Records for the task below:

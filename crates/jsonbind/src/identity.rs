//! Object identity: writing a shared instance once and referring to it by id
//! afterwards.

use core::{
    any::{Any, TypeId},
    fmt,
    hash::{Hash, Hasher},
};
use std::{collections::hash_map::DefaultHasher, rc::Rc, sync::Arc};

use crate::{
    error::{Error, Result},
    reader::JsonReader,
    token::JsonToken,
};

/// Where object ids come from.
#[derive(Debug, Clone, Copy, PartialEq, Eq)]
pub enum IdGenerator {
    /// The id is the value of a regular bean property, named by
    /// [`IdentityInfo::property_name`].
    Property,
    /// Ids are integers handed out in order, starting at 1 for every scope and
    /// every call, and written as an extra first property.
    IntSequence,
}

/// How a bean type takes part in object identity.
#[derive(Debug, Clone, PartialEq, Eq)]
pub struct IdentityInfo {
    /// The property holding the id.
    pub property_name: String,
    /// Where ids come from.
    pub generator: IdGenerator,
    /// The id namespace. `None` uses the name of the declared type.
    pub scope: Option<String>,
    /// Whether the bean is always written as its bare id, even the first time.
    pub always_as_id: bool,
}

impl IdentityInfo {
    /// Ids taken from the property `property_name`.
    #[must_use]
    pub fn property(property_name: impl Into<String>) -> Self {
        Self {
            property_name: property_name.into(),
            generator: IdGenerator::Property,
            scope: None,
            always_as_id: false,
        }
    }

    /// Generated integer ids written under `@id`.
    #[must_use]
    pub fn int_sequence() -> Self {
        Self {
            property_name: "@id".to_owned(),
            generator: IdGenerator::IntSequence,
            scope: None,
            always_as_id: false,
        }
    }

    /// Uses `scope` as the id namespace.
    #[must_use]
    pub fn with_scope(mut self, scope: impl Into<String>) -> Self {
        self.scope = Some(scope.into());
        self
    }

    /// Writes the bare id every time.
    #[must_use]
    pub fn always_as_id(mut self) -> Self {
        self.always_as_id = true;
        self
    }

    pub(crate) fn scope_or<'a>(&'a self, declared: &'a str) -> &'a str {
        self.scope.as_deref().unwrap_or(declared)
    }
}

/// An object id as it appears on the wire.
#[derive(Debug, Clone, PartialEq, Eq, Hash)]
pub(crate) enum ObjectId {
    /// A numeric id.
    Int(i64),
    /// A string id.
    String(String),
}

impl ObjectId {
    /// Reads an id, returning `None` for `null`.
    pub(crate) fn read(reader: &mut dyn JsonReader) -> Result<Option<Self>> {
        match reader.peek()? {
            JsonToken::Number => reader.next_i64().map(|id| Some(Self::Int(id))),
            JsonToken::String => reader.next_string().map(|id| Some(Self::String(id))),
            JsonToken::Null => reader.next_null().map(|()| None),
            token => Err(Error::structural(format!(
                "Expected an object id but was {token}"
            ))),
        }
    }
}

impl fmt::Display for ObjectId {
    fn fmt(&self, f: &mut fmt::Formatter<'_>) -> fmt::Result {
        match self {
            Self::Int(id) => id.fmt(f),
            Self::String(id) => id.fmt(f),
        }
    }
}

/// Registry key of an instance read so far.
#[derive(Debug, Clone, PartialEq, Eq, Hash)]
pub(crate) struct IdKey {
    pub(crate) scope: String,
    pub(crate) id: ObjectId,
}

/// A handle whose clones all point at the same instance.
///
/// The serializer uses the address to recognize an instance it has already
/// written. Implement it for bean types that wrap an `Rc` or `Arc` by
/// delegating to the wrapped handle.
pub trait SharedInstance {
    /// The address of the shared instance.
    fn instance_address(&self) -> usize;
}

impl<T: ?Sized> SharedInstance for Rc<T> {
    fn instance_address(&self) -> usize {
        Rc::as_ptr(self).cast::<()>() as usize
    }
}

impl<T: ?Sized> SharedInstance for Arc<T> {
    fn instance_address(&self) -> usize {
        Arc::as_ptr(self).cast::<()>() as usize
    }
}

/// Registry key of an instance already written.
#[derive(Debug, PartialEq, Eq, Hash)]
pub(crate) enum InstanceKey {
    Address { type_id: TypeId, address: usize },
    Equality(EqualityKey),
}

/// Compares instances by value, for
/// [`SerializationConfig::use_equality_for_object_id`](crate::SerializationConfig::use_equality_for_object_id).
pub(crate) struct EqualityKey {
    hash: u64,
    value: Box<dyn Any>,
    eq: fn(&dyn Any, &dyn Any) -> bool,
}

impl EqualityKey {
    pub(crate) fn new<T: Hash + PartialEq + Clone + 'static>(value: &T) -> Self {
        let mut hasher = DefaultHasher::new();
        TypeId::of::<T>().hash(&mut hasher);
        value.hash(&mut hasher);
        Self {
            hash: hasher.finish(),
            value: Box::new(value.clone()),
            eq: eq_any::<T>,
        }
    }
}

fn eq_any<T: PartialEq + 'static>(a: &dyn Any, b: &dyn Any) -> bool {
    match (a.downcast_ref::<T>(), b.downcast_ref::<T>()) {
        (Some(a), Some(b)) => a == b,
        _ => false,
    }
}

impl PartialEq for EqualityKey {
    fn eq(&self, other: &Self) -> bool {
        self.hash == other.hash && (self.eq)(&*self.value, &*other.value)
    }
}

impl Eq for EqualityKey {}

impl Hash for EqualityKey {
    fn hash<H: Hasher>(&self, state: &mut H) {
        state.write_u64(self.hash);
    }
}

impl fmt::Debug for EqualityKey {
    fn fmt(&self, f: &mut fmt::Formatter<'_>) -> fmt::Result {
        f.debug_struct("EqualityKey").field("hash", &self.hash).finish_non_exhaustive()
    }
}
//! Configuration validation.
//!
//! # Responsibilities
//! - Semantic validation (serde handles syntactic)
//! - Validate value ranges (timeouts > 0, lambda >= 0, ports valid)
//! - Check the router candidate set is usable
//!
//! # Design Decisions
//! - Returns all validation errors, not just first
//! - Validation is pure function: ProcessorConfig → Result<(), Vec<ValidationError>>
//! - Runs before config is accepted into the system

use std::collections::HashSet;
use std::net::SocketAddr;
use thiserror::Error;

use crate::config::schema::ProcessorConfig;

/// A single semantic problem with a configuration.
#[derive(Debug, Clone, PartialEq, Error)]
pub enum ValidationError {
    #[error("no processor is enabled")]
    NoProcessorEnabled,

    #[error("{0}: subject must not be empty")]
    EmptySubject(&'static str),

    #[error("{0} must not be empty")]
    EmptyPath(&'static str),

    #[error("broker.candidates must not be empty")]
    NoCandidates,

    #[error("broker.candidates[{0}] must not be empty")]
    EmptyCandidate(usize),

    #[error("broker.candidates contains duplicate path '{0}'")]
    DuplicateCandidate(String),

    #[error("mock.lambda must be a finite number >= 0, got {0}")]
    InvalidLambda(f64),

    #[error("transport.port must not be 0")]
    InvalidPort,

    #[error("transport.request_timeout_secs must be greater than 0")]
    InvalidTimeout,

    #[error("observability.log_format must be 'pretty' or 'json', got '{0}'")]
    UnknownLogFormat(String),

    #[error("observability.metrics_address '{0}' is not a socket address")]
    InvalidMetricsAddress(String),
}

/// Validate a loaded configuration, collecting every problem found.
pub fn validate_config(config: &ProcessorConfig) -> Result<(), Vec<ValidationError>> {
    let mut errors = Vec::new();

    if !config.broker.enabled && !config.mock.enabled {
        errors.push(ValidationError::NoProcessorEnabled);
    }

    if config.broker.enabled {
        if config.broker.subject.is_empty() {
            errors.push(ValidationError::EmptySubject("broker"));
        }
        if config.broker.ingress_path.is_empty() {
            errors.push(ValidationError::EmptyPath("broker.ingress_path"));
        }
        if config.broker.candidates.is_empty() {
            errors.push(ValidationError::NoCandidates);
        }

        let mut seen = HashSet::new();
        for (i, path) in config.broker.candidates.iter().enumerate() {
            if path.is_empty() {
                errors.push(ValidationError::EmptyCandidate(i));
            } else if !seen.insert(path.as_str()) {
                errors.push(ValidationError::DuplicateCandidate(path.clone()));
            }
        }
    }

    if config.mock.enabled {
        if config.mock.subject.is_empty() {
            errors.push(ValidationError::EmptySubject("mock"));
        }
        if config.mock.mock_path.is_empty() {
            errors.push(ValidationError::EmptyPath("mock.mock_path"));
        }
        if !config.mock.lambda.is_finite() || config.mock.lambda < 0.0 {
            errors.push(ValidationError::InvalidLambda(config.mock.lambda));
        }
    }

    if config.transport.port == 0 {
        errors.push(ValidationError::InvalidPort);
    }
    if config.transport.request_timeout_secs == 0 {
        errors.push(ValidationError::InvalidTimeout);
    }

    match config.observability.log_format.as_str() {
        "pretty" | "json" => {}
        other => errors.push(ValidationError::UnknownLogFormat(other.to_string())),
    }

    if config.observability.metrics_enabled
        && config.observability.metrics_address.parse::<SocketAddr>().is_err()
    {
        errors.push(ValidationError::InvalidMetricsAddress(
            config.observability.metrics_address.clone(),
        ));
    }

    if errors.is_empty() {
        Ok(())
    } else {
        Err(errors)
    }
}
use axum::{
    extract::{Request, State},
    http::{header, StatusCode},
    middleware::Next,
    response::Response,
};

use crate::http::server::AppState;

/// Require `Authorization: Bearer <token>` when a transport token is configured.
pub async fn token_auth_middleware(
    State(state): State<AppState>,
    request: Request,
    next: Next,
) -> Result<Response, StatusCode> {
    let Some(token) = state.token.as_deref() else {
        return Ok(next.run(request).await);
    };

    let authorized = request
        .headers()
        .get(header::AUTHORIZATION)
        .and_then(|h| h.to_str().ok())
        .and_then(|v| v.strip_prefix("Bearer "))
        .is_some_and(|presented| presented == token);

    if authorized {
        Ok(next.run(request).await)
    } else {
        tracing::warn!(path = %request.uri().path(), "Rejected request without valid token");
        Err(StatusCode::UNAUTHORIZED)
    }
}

End of Records for the task.

Aim of the task → A single number is the whole answer: the count of lines above that hold "static".

Task solution → 4